Nick works full-time off the farm as the Wood County OSU Extension Educator for Agriculture. He conducts educational programming and coordinates on-farm research projects with area farmers for the eFields On-Farm Research network, as well as helps conduct research at the Ohio Ag Research and Development Center, Northwest Research Station near Hoytville.
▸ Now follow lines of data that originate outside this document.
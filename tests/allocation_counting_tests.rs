//! Allocation Counting Tests
//!
//! This binary installs the counting allocator, so every heap allocation made
//! while a window is open is counted. Tests run serially: a concurrent test
//! allocating inside another test's window would skew its counts.

use benchmeter::{
    Benchmark, BenchmarkConfiguration, BenchmarkSuite, CountingAllocator, MetricKind,
    PercentileSet, RunnerSettingsBuilder, SampleCollector, SnapshotProducer, StatisticsSet,
    SuiteRunner, Tracked, Verdict,
};
use benchmeter_core::hooks::{self, EventSource};
use benchmeter_core::thresholds::threshold_file_path;
use benchmeter_core::{BenchmarkError, CollectorConfig, MetricSnapshot, MetricWindow};
use serial_test::serial;
use std::hint::black_box;
use std::sync::{Arc, Barrier};
use std::thread;
use std::time::Duration;
use tempfile::TempDir;

#[global_allocator]
static ALLOC: CountingAllocator = CountingAllocator::counting();

fn producer() -> SnapshotProducer<'static> {
    SnapshotProducer::global().unwrap()
}

fn end(mut window: MetricWindow<'_>) -> MetricSnapshot {
    window.end().unwrap()
}

#[test]
#[serial]
fn test_scaled_batches_count_every_allocation() {
    let config = CollectorConfig {
        warmup_iterations: 1,
        scaling_factor: 1000,
        max_duration: Duration::from_secs(60),
        max_iterations: 5000,
        metrics: vec![MetricKind::MallocCountTotal],
    };
    let collector = SampleCollector::new(producer(), config).unwrap();
    let mut statistics = StatisticsSet::with_metrics(collector.metrics()).unwrap();

    let summary = collector
        .run_infallible(
            || {
                black_box(Box::new(black_box(7u64)));
            },
            &mut statistics,
        )
        .unwrap();

    assert_eq!(summary.warmup_batches, 1);
    assert_eq!(summary.measured_batches, 4);
    assert_eq!(summary.total_iterations, 5000);
    assert_eq!(statistics.count(MetricKind::MallocCountTotal), 4);

    let percentiles = statistics.percentiles().unwrap();
    assert_eq!(
        percentiles[&MetricKind::MallocCountTotal],
        PercentileSet::constant(1000)
    );
}

#[test]
#[serial]
fn test_concurrent_allocations_are_all_counted() {
    const THREADS: usize = 4;
    const ALLOCATIONS: u64 = 2_500;

    let ready = Arc::new(Barrier::new(THREADS + 1));
    let start = Arc::new(Barrier::new(THREADS + 1));
    let done = Arc::new(Barrier::new(THREADS + 1));
    let exit = Arc::new(Barrier::new(THREADS + 1));
    let handles: Vec<_> = (0..THREADS)
        .map(|_| {
            let barriers = [ready.clone(), start.clone(), done.clone(), exit.clone()];
            thread::spawn(move || {
                let [ready, start, done, exit] = barriers;
                ready.wait();
                start.wait();
                for i in 0..ALLOCATIONS {
                    black_box(Box::new(black_box(i)));
                }
                done.wait();
                // Thread teardown frees memory; keep it out of the window
                exit.wait();
            })
        })
        .collect();

    let producer = producer();
    ready.wait();
    let window = producer
        .begin_window(&[MetricKind::MallocCountTotal, MetricKind::FreeCountTotal])
        .unwrap();
    start.wait();
    done.wait();
    let snapshot = end(window);
    exit.wait();

    for handle in handles {
        handle.join().unwrap();
    }

    let expected = THREADS as u64 * ALLOCATIONS;
    assert_eq!(snapshot.get(MetricKind::MallocCountTotal), Some(expected));
    assert_eq!(snapshot.get(MetricKind::FreeCountTotal), Some(expected));
}

#[test]
#[serial]
fn test_retained_allocations_are_reported_as_leaked() {
    let mut kept: Vec<Box<u64>> = Vec::with_capacity(100);
    let producer = producer();

    let window = producer
        .begin_window(&[MetricKind::MemoryLeaked, MetricKind::AllocatedBytes])
        .unwrap();
    for i in 0..100u64 {
        kept.push(Box::new(black_box(i)));
    }
    let snapshot = end(window);

    assert_eq!(snapshot.get(MetricKind::MemoryLeaked), Some(100));
    assert_eq!(
        snapshot.get(MetricKind::AllocatedBytes),
        Some(100 * std::mem::size_of::<u64>() as u64)
    );
    drop(kept);
}

#[test]
#[serial]
fn test_nested_window_counts_into_enclosing_window() {
    let producer = producer();

    let outer = producer.begin_window(&[MetricKind::MallocCountTotal]).unwrap();
    let inner = producer.begin_window(&[MetricKind::MallocCountTotal]).unwrap();
    assert!(outer.owns(EventSource::Allocation));
    assert!(!inner.owns(EventSource::Allocation));

    for i in 0..50u64 {
        black_box(Box::new(black_box(i)));
    }
    let inner = end(inner);
    let outer = end(outer);

    assert_eq!(inner.get(MetricKind::MallocCountTotal), Some(50));
    assert!(outer.get(MetricKind::MallocCountTotal).unwrap() >= 50);
}

#[test]
#[serial]
fn test_balanced_handles_have_no_lifecycle_delta() {
    let producer = producer();
    let window = producer.begin_window(MetricKind::LIFECYCLE).unwrap();
    for i in 0..10u64 {
        let handle = Tracked::new(i);
        let first = handle.clone();
        let second = first.clone();
        black_box((*second, Tracked::handle_count(&handle)));
    }
    let snapshot = end(window);

    assert_eq!(snapshot.get(MetricKind::ObjectAllocCount), Some(10));
    assert_eq!(snapshot.get(MetricKind::RetainCount), Some(20));
    assert_eq!(snapshot.get(MetricKind::ReleaseCount), Some(30));
    assert_eq!(snapshot.get(MetricKind::RetainReleaseDelta), Some(0));
}

#[test]
#[serial]
fn test_runner_gates_on_allocation_thresholds() {
    let temp_dir = TempDir::new().unwrap();
    let path = threshold_file_path(temp_dir.path(), "Alloc", "boxed");
    std::fs::create_dir_all(path.parent().unwrap()).unwrap();
    std::fs::write(&path, r#"{"mallocCountTotal": 100}"#).unwrap();

    let suite = |per_iteration: u64| {
        let config = BenchmarkConfiguration::default()
            .metrics(&[MetricKind::MallocCountTotal])
            .scaling_factor(100)
            .max_iterations(300)
            .max_duration(Duration::from_secs(60));
        BenchmarkSuite::new("Alloc").with(Benchmark::new("boxed", config, move || {
            for i in 0..per_iteration {
                black_box(Box::new(black_box(i)));
            }
        }))
    };

    let settings = || {
        RunnerSettingsBuilder::new()
            .thresholds_root(temp_dir.path().to_path_buf())
            .baseline_dir(temp_dir.path().join("baselines"))
            .build()
            .unwrap()
    };

    let passing = SuiteRunner::new(settings()).unwrap().run(&mut suite(1)).unwrap();
    assert_eq!(passing.verdict, Verdict::Pass);
    assert_eq!(
        passing.benchmarks[0].metrics[&MetricKind::MallocCountTotal].percentiles,
        PercentileSet::constant(100)
    );

    let failing = SuiteRunner::new(settings()).unwrap().run(&mut suite(2)).unwrap();
    assert_eq!(failing.verdict, Verdict::Fail);
    assert_eq!(
        failing.failure_lines(),
        vec!["Alloc.boxed: mallocCountTotal p90: measured 200, absolute threshold exceeded 100"]
    );
}

#[test]
#[serial]
fn test_global_hook_lifecycle_for_malloc_count() {
    let metric = MetricKind::MallocCountTotal;

    hooks::reset(metric);
    black_box(Box::new(1u64));
    assert_eq!(hooks::read(metric), 0);

    hooks::install(metric).unwrap();
    let err = hooks::install(metric).unwrap_err();
    assert!(matches!(
        err,
        BenchmarkError::AlreadyInstalled(EventSource::Allocation)
    ));

    black_box(Box::new(2u64));
    hooks::uninstall(metric);
    hooks::uninstall(metric);
    assert_eq!(hooks::read(metric), 1);

    black_box(Box::new(3u64));
    assert_eq!(hooks::read(metric), 1);

    hooks::install(metric).unwrap();
    assert_eq!(hooks::read(metric), 0);
    hooks::uninstall(metric);
}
He enjoys helping farmers grow their knowledge and taking the research information gained and putting it into practice. Nick is currently working on a team doing a drainage research project, helping coordinate the agronomic side of the project and looking at the soil health and disease environment aspect.

Nolan started the cattle operation as a high school FFA Supervised Agricultural Experience SAE project and has grown it over the years. Jim Eckel (the father of Nathan, Nick and Nolan) told the boys that when the doctor told him that he needed to get more active to be healthier, he was not going to go to a gym to work-out. If he was going to get more active, then they were going to make money doing something, and so he jumped on board the cattle side of the business with Nolan until his passing in 2010. 

The future looks bright for Eckel Grain Farms and Eckel Cattle Company. There are plans for a new grain storage and drying facility. The seventh generation is coming up in the family and showing interest in farming. New technology in the industry also interests the brothers. They are open-minded to seeing what the potential is and how it fits their operation economically. Evaluating the benefits of cover crops and soil health testing, as well as the use of biologicals are also things on the horizon for the Eckels.